Reputation: 888
I've only started learning Scrapy from tutorials but I've got a spider which successfully downloads images from a website but I've been unable to rename the images using other SO answers. I notice that most answers are over 4 years old and have given me deprecation warnings when I run them, so I would like to know how to fix my pipeline to avoid such warnings.
Can someone please explain to me how I can fix my pipeline class to rename the images?
class ImagetestPipeline(ImagesPipeline):
CONVERTED_ORIGINAL = re.compile('^full/[0-9,a-f]+.jpg$')
# name information coming from the spider, in each item
# add this information to Requests() for individual images downloads
# through "meta" dictionary
def get_media_requests(self, item, info):
print("get_media_requests")
yield [Request(x, meta={'image_name': item["image_names"]})

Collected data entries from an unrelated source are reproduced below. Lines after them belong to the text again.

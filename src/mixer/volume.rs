//! Volume IN reports and slider tracking.
//!
//! Layout (`REPORT_SIZE` bytes):
//! ```text
//! Byte i: volume of sink i in percent (0..=100)
//! ```
//!
//! The host reads one byte per sink it knows about and ignores the rest.

use crate::config::{REPORT_SIZE, VOLUME_HYSTERESIS};

pub const MAX_VOLUME: u8 = 100;

/// One volume byte per channel.
#[derive(Clone, Copy, Default, Debug, PartialEq, Eq)]
#[cfg_attr(feature = "defmt", derive(defmt::Format))]
pub struct VolumeReport {
    pub volumes: [u8; REPORT_SIZE],
}

impl VolumeReport {
    /// All channels muted.
    pub const fn empty() -> Self {
        Self {
            volumes: [0; REPORT_SIZE],
        }
    }

    /// Serialise into a byte slice for USB HID transmission.
    /// Returns the number of bytes written (0 if `buf` is too small).
    pub fn serialize(&self, buf: &mut [u8]) -> usize {
        if buf.len() < REPORT_SIZE {
            return 0;
        }
        buf[..REPORT_SIZE].copy_from_slice(&self.volumes);
        REPORT_SIZE
    }
}

/// Scale a slider reading to percent, rounding to nearest.
///
/// Readings below zero (SAADC offset) clamp to 0, readings above
/// `full_scale` clamp to 100.
pub fn percent_from_raw(raw: i16, full_scale: i16) -> u8 {
    if full_scale <= 0 {
        return 0;
    }
    let raw = raw.clamp(0, full_scale) as u32;
    let full_scale = full_scale as u32;
    ((raw * MAX_VOLUME as u32 + full_scale / 2) / full_scale) as u8
}

/// Turns slider readings into reports, suppressing jitter.
///
/// A channel only changes once it moves by at least `VOLUME_HYSTERESIS`
/// percent, or when it reaches an end stop so 0 and 100 stay reachable.
#[derive(Debug, Default)]
pub struct SliderTracker {
    last: Option<VolumeReport>,
}

impl SliderTracker {
    pub const fn new() -> Self {
        Self { last: None }
    }

    /// The most recently reported volumes.
    pub fn current(&self) -> Option<&VolumeReport> {
        self.last.as_ref()
    }

    /// Force the next `update` to produce a report (e.g. after the host
    /// sent a new sink list).
    pub fn invalidate(&mut self) {
        self.last = None;
    }

    /// Feed one reading per slider. Channels past `raw.len()` read 0.
    /// Returns a report when something changed.
    pub fn update(&mut self, raw: &[i16], full_scale: i16) -> Option<VolumeReport> {
        let mut next = VolumeReport::empty();
        for (volume, &reading) in next.volumes.iter_mut().zip(raw) {
            *volume = percent_from_raw(reading, full_scale);
        }

        if self.last.is_none() {
            self.last = Some(next);
            return Some(next);
        }
        let last = self.last.as_mut()?;

        let mut changed = false;
        for (old, &new) in last.volumes.iter_mut().zip(next.volumes.iter()) {
            let moved = old.abs_diff(new) >= VOLUME_HYSTERESIS;
            let end_stop = new != *old && (new == 0 || new == MAX_VOLUME);
            if moved || end_stop {
                *old = new;
                changed = true;
            }
        }

        changed.then_some(*last)
    }
}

for x in item.get('image_urls', [])]
# this is where the image is extracted from the HTTP response
def get_images(self, response, request, info):
print("get_images")
for key, image, buf, in super().get_images(response, request, info):
if self.CONVERTED_ORIGINAL.match(key):
key = self.change_filename(key, response)
yield key, image, buf
def change_filename(self, key, response):
newname = response.meta['image_name'][0]
return f"{newname}.jpg"
def file_path(self, request, response=None, info=None):
"""This is the method used to determine file path"""
path = super().file_path(request, response, info)

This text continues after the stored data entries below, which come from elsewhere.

//! USB descriptor tables and the GET_DESCRIPTOR resolver.
//!
//! Every table is a `static` byte array assembled at compile time from
//! the record builders in [`standard`], [`hid`] and [`string`]. The
//! resolver hands out `&'static [u8]` slices of them; it keeps no state
//! and can run from any context, including the USB interrupt.
//!
//! ```text
//! CONFIGURATION_DESCRIPTOR (41 bytes)
//!   0  configuration header   9
//!   9  interface              9
//!  18  HID class              9   <- also served alone for type 0x21
//!  27  endpoint IN            7
//!  34  endpoint OUT           7
//! ```

pub mod hid;
pub mod standard;
pub mod string;

use crate::config;
use hid::{
    HidClassDescriptor, HID_CLASS, HID_PROTOCOL_NONE, HID_REPORT_DESCRIPTOR, HID_SPEC_BCD,
    HID_SUBCLASS_NONE, REPORT_DESCRIPTOR_LEN,
};
use standard::{
    max_power, splice, ConfigurationHeader, DeviceDescriptor, EndpointDescriptor,
    InterfaceDescriptor, CLASS_PER_INTERFACE, CONFIG_ATTR_RESERVED, CONFIG_ATTR_SELF_POWERED,
    ENDPOINT_TYPE_INTERRUPT,
};
use string::{language_descriptor, string_descriptor, string_descriptor_len};

/// Descriptor type byte (high byte of `wValue`).
#[derive(Clone, Copy, Debug, PartialEq, Eq)]
#[cfg_attr(feature = "defmt", derive(defmt::Format))]
pub enum DescriptorType {
    Device,
    Configuration,
    String,
    Interface,
    Endpoint,
    /// HID class descriptor.
    Hid,
    /// HID report descriptor.
    HidReport,
    /// Anything this device does not describe.
    Unknown(u8),
}

impl DescriptorType {
    pub const DEVICE: u8 = 0x01;
    pub const CONFIGURATION: u8 = 0x02;
    pub const STRING: u8 = 0x03;
    pub const INTERFACE: u8 = 0x04;
    pub const ENDPOINT: u8 = 0x05;
    pub const HID: u8 = 0x21;
    pub const HID_REPORT: u8 = 0x22;
}

impl From<u8> for DescriptorType {
    fn from(code: u8) -> Self {
        match code {
            Self::DEVICE => DescriptorType::Device,
            Self::CONFIGURATION => DescriptorType::Configuration,
            Self::STRING => DescriptorType::String,
            Self::INTERFACE => DescriptorType::Interface,
            Self::ENDPOINT => DescriptorType::Endpoint,
            Self::HID => DescriptorType::Hid,
            Self::HID_REPORT => DescriptorType::HidReport,
            other => DescriptorType::Unknown(other),
        }
    }
}

impl From<DescriptorType> for u8 {
    fn from(ty: DescriptorType) -> Self {
        match ty {
            DescriptorType::Device => DescriptorType::DEVICE,
            DescriptorType::Configuration => DescriptorType::CONFIGURATION,
            DescriptorType::String => DescriptorType::STRING,
            DescriptorType::Interface => DescriptorType::INTERFACE,
            DescriptorType::Endpoint => DescriptorType::ENDPOINT,
            DescriptorType::Hid => DescriptorType::HID,
            DescriptorType::HidReport => DescriptorType::HID_REPORT,
            DescriptorType::Unknown(code) => code,
        }
    }
}

/// `wValue` of a GET_DESCRIPTOR request, split into type and index.
#[derive(Clone, Copy, Debug, PartialEq, Eq)]
#[cfg_attr(feature = "defmt", derive(defmt::Format))]
pub struct DescriptorRequest {
    pub descriptor_type: DescriptorType,
    pub index: u8,
}

impl DescriptorRequest {
    pub fn from_w_value(w_value: u16) -> Self {
        let [index, ty] = w_value.to_le_bytes();
        Self {
            descriptor_type: DescriptorType::from(ty),
            index,
        }
    }

    pub fn w_value(&self) -> u16 {
        u16::from_be_bytes([self.descriptor_type.into(), self.index])
    }
}

/// String index meaning "no string", and the length reported for a
/// descriptor that doesn't exist.
pub const NO_DESCRIPTOR: u8 = 0;

// String table indices.
pub const STRING_ID_LANGUAGE: u8 = 0;
pub const STRING_ID_MANUFACTURER: u8 = 1;
pub const STRING_ID_PRODUCT: u8 = 2;

// Device

pub const DEVICE: DeviceDescriptor = DeviceDescriptor {
    usb_bcd: config::USB_SPEC_BCD,
    class: CLASS_PER_INTERFACE,
    subclass: CLASS_PER_INTERFACE,
    protocol: CLASS_PER_INTERFACE,
    max_packet_size_0: config::USB_CONTROL_ENDPOINT_SIZE,
    vendor_id: config::USB_VID,
    product_id: config::USB_PID,
    device_bcd: config::USB_DEVICE_RELEASE_BCD,
    manufacturer_index: STRING_ID_MANUFACTURER,
    product_index: STRING_ID_PRODUCT,
    serial_number_index: NO_DESCRIPTOR,
    num_configurations: 1,
};

pub static DEVICE_DESCRIPTOR: [u8; DeviceDescriptor::LEN] = DEVICE.bytes();

// Configuration

pub const CONFIGURATION_DESCRIPTOR_LEN: usize = ConfigurationHeader::LEN
    + InterfaceDescriptor::LEN
    + HidClassDescriptor::LEN
    + 2 * EndpointDescriptor::LEN;

/// Offset of the HID class descriptor inside the configuration blob.
pub const HID_DESCRIPTOR_OFFSET: usize = ConfigurationHeader::LEN + InterfaceDescriptor::LEN;

pub const CONFIGURATION: ConfigurationHeader = ConfigurationHeader {
    total_length: CONFIGURATION_DESCRIPTOR_LEN as u16,
    num_interfaces: 1,
    configuration_value: 1,
    configuration_index: NO_DESCRIPTOR,
    attributes: CONFIG_ATTR_RESERVED | CONFIG_ATTR_SELF_POWERED,
    max_power: max_power(config::USB_MAX_POWER_MA),
};

pub const INTERFACE: InterfaceDescriptor = InterfaceDescriptor {
    interface_number: config::HID_INTERFACE,
    alternate_setting: 0,
    num_endpoints: 2,
    class: HID_CLASS,
    subclass: HID_SUBCLASS_NONE,
    protocol: HID_PROTOCOL_NONE,
    interface_index: NO_DESCRIPTOR,
};

pub const HID: HidClassDescriptor = HidClassDescriptor {
    hid_bcd: HID_SPEC_BCD,
    country_code: 0,
    report_descriptor_len: REPORT_DESCRIPTOR_LEN as u16,
};

pub const REPORT_IN_ENDPOINT: EndpointDescriptor = EndpointDescriptor {
    address: config::HID_IN_ENDPOINT,
    attributes: ENDPOINT_TYPE_INTERRUPT,
    max_packet_size: config::HID_ENDPOINT_SIZE,
    interval: config::HID_POLL_MS,
};

pub const REPORT_OUT_ENDPOINT: EndpointDescriptor = EndpointDescriptor {
    address: config::HID_OUT_ENDPOINT,
    attributes: ENDPOINT_TYPE_INTERRUPT,
    max_packet_size: config::HID_ENDPOINT_SIZE,
    interval: config::HID_POLL_MS,
};

const fn configuration_descriptor() -> [u8; CONFIGURATION_DESCRIPTOR_LEN] {
    let buf = [0u8; CONFIGURATION_DESCRIPTOR_LEN];
    let (buf, at) = splice(buf, 0, &CONFIGURATION.bytes());
    let (buf, at) = splice(buf, at, &INTERFACE.bytes());
    assert!(at == HID_DESCRIPTOR_OFFSET);
    let (buf, at) = splice(buf, at, &HID.bytes());
    let (buf, at) = splice(buf, at, &REPORT_IN_ENDPOINT.bytes());
    let (buf, at) = splice(buf, at, &REPORT_OUT_ENDPOINT.bytes());
    assert!(at == CONFIGURATION_DESCRIPTOR_LEN);
    buf
}

pub static CONFIGURATION_DESCRIPTOR: [u8; CONFIGURATION_DESCRIPTOR_LEN] =
    configuration_descriptor();

// Strings

const MANUFACTURER_STRING_LEN: usize = string_descriptor_len(config::USB_MANUFACTURER);
const PRODUCT_STRING_LEN: usize = string_descriptor_len(config::USB_PRODUCT);

pub static LANGUAGE_STRING: [u8; 4] = language_descriptor(config::USB_LANGUAGE_ID);
pub static MANUFACTURER_STRING: [u8; MANUFACTURER_STRING_LEN] =
    string_descriptor(config::USB_MANUFACTURER);
pub static PRODUCT_STRING: [u8; PRODUCT_STRING_LEN] = string_descriptor(config::USB_PRODUCT);

/// The HID class descriptor, as stored inside the configuration.
pub fn hid_descriptor() -> &'static [u8] {
    &CONFIGURATION_DESCRIPTOR[HID_DESCRIPTOR_OFFSET..HID_DESCRIPTOR_OFFSET + HidClassDescriptor::LEN]
}

/// A string descriptor sized by its own `bLength`.
fn string(desc: &'static [u8]) -> &'static [u8] {
    &desc[..desc[0] as usize]
}

/// Resolve a GET_DESCRIPTOR request.
///
/// `w_value` carries the descriptor type in its high byte and the index
/// in its low byte. `w_index` (the language ID for strings, the
/// interface for class descriptors) does not affect the result. Returns
/// `None` for anything this device doesn't describe; the USB stack
/// answers that with a STALL.
pub fn get_descriptor(w_value: u16, _w_index: u16) -> Option<&'static [u8]> {
    let request = DescriptorRequest::from_w_value(w_value);

    match request.descriptor_type {
        DescriptorType::Device => Some(&DEVICE_DESCRIPTOR),
        DescriptorType::Configuration => Some(&CONFIGURATION_DESCRIPTOR),
        DescriptorType::String => match request.index {
            STRING_ID_LANGUAGE => Some(string(&LANGUAGE_STRING)),
            STRING_ID_MANUFACTURER => Some(string(&MANUFACTURER_STRING)),
            STRING_ID_PRODUCT => Some(string(&PRODUCT_STRING)),
            _ => None,
        },
        DescriptorType::Hid => Some(hid_descriptor()),
        DescriptorType::HidReport => Some(&HID_REPORT_DESCRIPTOR),
        DescriptorType::Interface | DescriptorType::Endpoint | DescriptorType::Unknown(_) => None,
    }
}

/// Length of the resolved descriptor, or [`NO_DESCRIPTOR`] when there is
/// none.
pub fn descriptor_len(w_value: u16, w_index: u16) -> u16 {
    get_descriptor(w_value, w_index)
        .map(|desc| desc.len() as u16)
        .unwrap_or(NO_DESCRIPTOR as u16)
}

#[cfg(test)]
mod tests;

return path.replace('full', '')
EDIT
class ImagetestPipeline(ImagesPipeline):
def process_item(self, item, spider):
self.product_name = spider.product_name
return item
def file_path(self, request, response=None, info=None):
fileName = self.product_name
fileExtension = fileName.split('.')[-1] # Get the file extension (e.g. .jpg, .png)
return fileName + '.' + fileExtension
Upvotes: 0
Views: 382
Reputation: 888
I found a solution after much searching. Using the code below in my custom pipeline, which inherits from Scrapy's ImagesPipeline, and defining image_name
as a Field
in my custom item, I can now rename the images as I want.

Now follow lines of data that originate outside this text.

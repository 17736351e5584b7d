//! Slider potentiometers on the nRF52840 SAADC.
//!
//! Each slider wiper goes to one analog input; the track sits between
//! VDD and GND. With gain 1/4 against the VDD/4 reference the full
//! scale is VDD, so a slider at its top end reads `SLIDER_FULL_SCALE`.

use defmt::info;
use embassy_nrf::peripherals::{P0_02, P0_03, P0_04, P0_05, P0_28, P0_29, P0_30, P0_31, SAADC};
use embassy_nrf::saadc::{self, ChannelConfig, Gain, Reference, Resolution, Saadc};
use embassy_nrf::{bind_interrupts, Peripheral};
use volume_mixer::config::SLIDER_COUNT;

bind_interrupts!(struct Irqs {
    SAADC => saadc::InterruptHandler;
});

/// Analog inputs in channel order (AIN0..AIN7).
pub struct SliderPins {
    pub ain0: P0_02,
    pub ain1: P0_03,
    pub ain2: P0_04,
    pub ain3: P0_05,
    pub ain4: P0_28,
    pub ain5: P0_29,
    pub ain6: P0_30,
    pub ain7: P0_31,
}

pub struct Sliders {
    saadc: Saadc<'static, SLIDER_COUNT>,
}

fn channel(pin: impl Peripheral<P = impl saadc::Input> + 'static) -> ChannelConfig<'static> {
    let mut config = ChannelConfig::single_ended(pin);
    config.gain = Gain::GAIN1_4;
    config.reference = Reference::VDD1_4;
    config
}

impl Sliders {
    pub async fn new(saadc: SAADC, pins: SliderPins) -> Self {
        let mut config = saadc::Config::default();
        config.resolution = Resolution::_12BIT;

        let channels = [
            channel(pins.ain0),
            channel(pins.ain1),
            channel(pins.ain2),
            channel(pins.ain3),
            channel(pins.ain4),
            channel(pins.ain5),
            channel(pins.ain6),
            channel(pins.ain7),
        ];

        let saadc = Saadc::new(saadc, Irqs, config, channels);
        saadc.calibrate().await;
        info!("SAADC calibrated ({=usize} sliders)", SLIDER_COUNT);

        Self { saadc }
    }

    /// One raw reading per slider.
    pub async fn read(&mut self) -> [i16; SLIDER_COUNT] {
        let mut buf = [0i16; SLIDER_COUNT];
        self.saadc.sample(&mut buf).await;
        buf
    }
}
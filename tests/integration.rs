//! Integration tests for volume-mixer host-testable logic.

use volume_mixer::mixer::{FrameDecoder, SliderTracker};
use volume_mixer::{config, descriptor_len, get_descriptor, DescriptorRequest, DescriptorType};

#[test]
fn device_descriptor_lookup() {
    // type=Device, index=0
    let desc = get_descriptor(0x0100, 0).expect("device descriptor");
    assert_eq!(desc.len(), 18);
    assert_eq!(desc[0], 18);
    assert_eq!(u16::from_le_bytes([desc[8], desc[9]]), config::USB_VID);
    assert_eq!(u16::from_le_bytes([desc[10], desc[11]]), config::USB_PID);
}

#[test]
fn product_string_lookup() {
    // type=String, index=2
    let req = DescriptorRequest {
        descriptor_type: DescriptorType::String,
        index: 2,
    };
    let desc = get_descriptor(req.w_value(), 0x0409).expect("product string");
    assert_eq!(desc.len(), desc[0] as usize);

    let text: Vec<u16> = desc[2..]
        .chunks_exact(2)
        .map(|c| u16::from_le_bytes([c[0], c[1]]))
        .collect();
    assert_eq!(String::from_utf16(&text).unwrap(), "Volume Mixer");
}

#[test]
fn unused_type_is_not_found() {
    // type=0xFF, index=0
    assert!(get_descriptor(0xFF00, 0).is_none());
    assert_eq!(descriptor_len(0xFF00, 0), 0);
}

#[test]
fn every_descriptor_declares_its_own_length() {
    for w_value in [0x0100u16, 0x0300, 0x0301, 0x0302, 0x2100] {
        let desc = get_descriptor(w_value, 0).unwrap();
        assert_eq!(desc[0] as usize, desc.len(), "wValue {:#06x}", w_value);
    }

    // The configuration's bLength covers the header; wTotalLength the rest.
    let config_desc = get_descriptor(0x0200, 0).unwrap();
    assert_eq!(config_desc[0], 9);
    assert_eq!(
        u16::from_le_bytes([config_desc[2], config_desc[3]]) as usize,
        config_desc.len()
    );
}

#[test]
fn mixer_session() {
    // Host announces two sinks, then reads volumes.
    let mut decoder = FrameDecoder::new();
    let out_report = [0x02, 0x01, b'm', b'p', b'v', 0x01, b'v', b'c'];
    assert!(decoder.push_report(&out_report).unwrap().is_none());
    let sinks = decoder.push_report(&[0x03, 0, 0, 0, 0, 0, 0, 0]).unwrap().unwrap();
    assert_eq!(sinks.len(), 2);

    let mut tracker = SliderTracker::new();
    let raw = [config::SLIDER_FULL_SCALE, 0, 0, 0, 0, 0, 0, 0];
    let report = tracker.update(&raw, config::SLIDER_FULL_SCALE).unwrap();

    let mut in_report = [0u8; config::REPORT_SIZE];
    assert_eq!(report.serialize(&mut in_report), config::REPORT_SIZE);
    assert_eq!(&in_report[..sinks.len()], &[100, 0]);
}
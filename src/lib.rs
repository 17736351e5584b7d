//! Host-testable core of the volume-mixer firmware.
//!
//! Holds everything that doesn't touch hardware: the USB descriptor
//! tables and their GET_DESCRIPTOR resolver, the mixer report protocol,
//! and the compile-time configuration shared with the firmware.
//!
//! Usage: `cargo test --lib`
//!
//! Note: The embedded binary (main.rs, feature `embedded`) links this
//! library and adds the Embassy USB, SAADC and display tasks.

#![cfg_attr(not(test), no_std)]

pub mod config;
pub mod descriptors;
pub mod error;
pub mod mixer;

pub use descriptors::{descriptor_len, get_descriptor, DescriptorRequest, DescriptorType};
pub use error::Error;

// ═══════════════════════════════════════════════════════════════════════════
// Unit Tests
// ═══════════════════════════════════════════════════════════════════════════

def get_media_requests(self, item, info):
return [Request(x, meta={'image_name': item["image_name"]})
for x in item.get('image_urls', [])]
def file_path(self, request, response=None, info=None):
return f'{request.meta["image_name"]}.jpg'
Upvotes: 1
Reputation: 25
You will have to create a custom pipeline that extends the default ImagesPipeline of Scrapy. I can see you already did this in your code, by inheriting the Class ImagesPipeline.
The next step, according to the documentation would be to use the method file_path
and then return the desired file path you would like to use.
For example:
def file_path(self, request, response=None, info=None):
fileName = request.url.split('/')[-1] # Used to extract the file extension
fileExtension = fileName.split('.')[-1] # Get the file extension (e.g. .jpg, .png)
return 'newfilename.' + fileExtension
UPDATE: EDIT FILE NAME ACCORDING TO SCRAPED REQUEST
To achieve this, all I did was simple create a property within the Spider class like so:
import scrapy
class YourSpider(scrapy.Spider):
productName = ''
Then, during the scraping process you change this name to whatever has been scraped from the request.
def parse(request):
// Get the product name
productName = request.css('.product-title::text').get()
// Update the Class property accordingly
self.productName = productName
Now that you've added it to the Spider's Class, you can access it within your Pipeline, like so (apply this to the first solution I posted above as that is the pipeline for changing images.. below is only an arbitrary pipeline to demonstrate):
class MyPipeline:
def process_item(self, item, spider, info):
// Do pipeline stuff
// ..
// Get the product name through the Spiders Class
productName = info.spider.productName
Upvotes: 1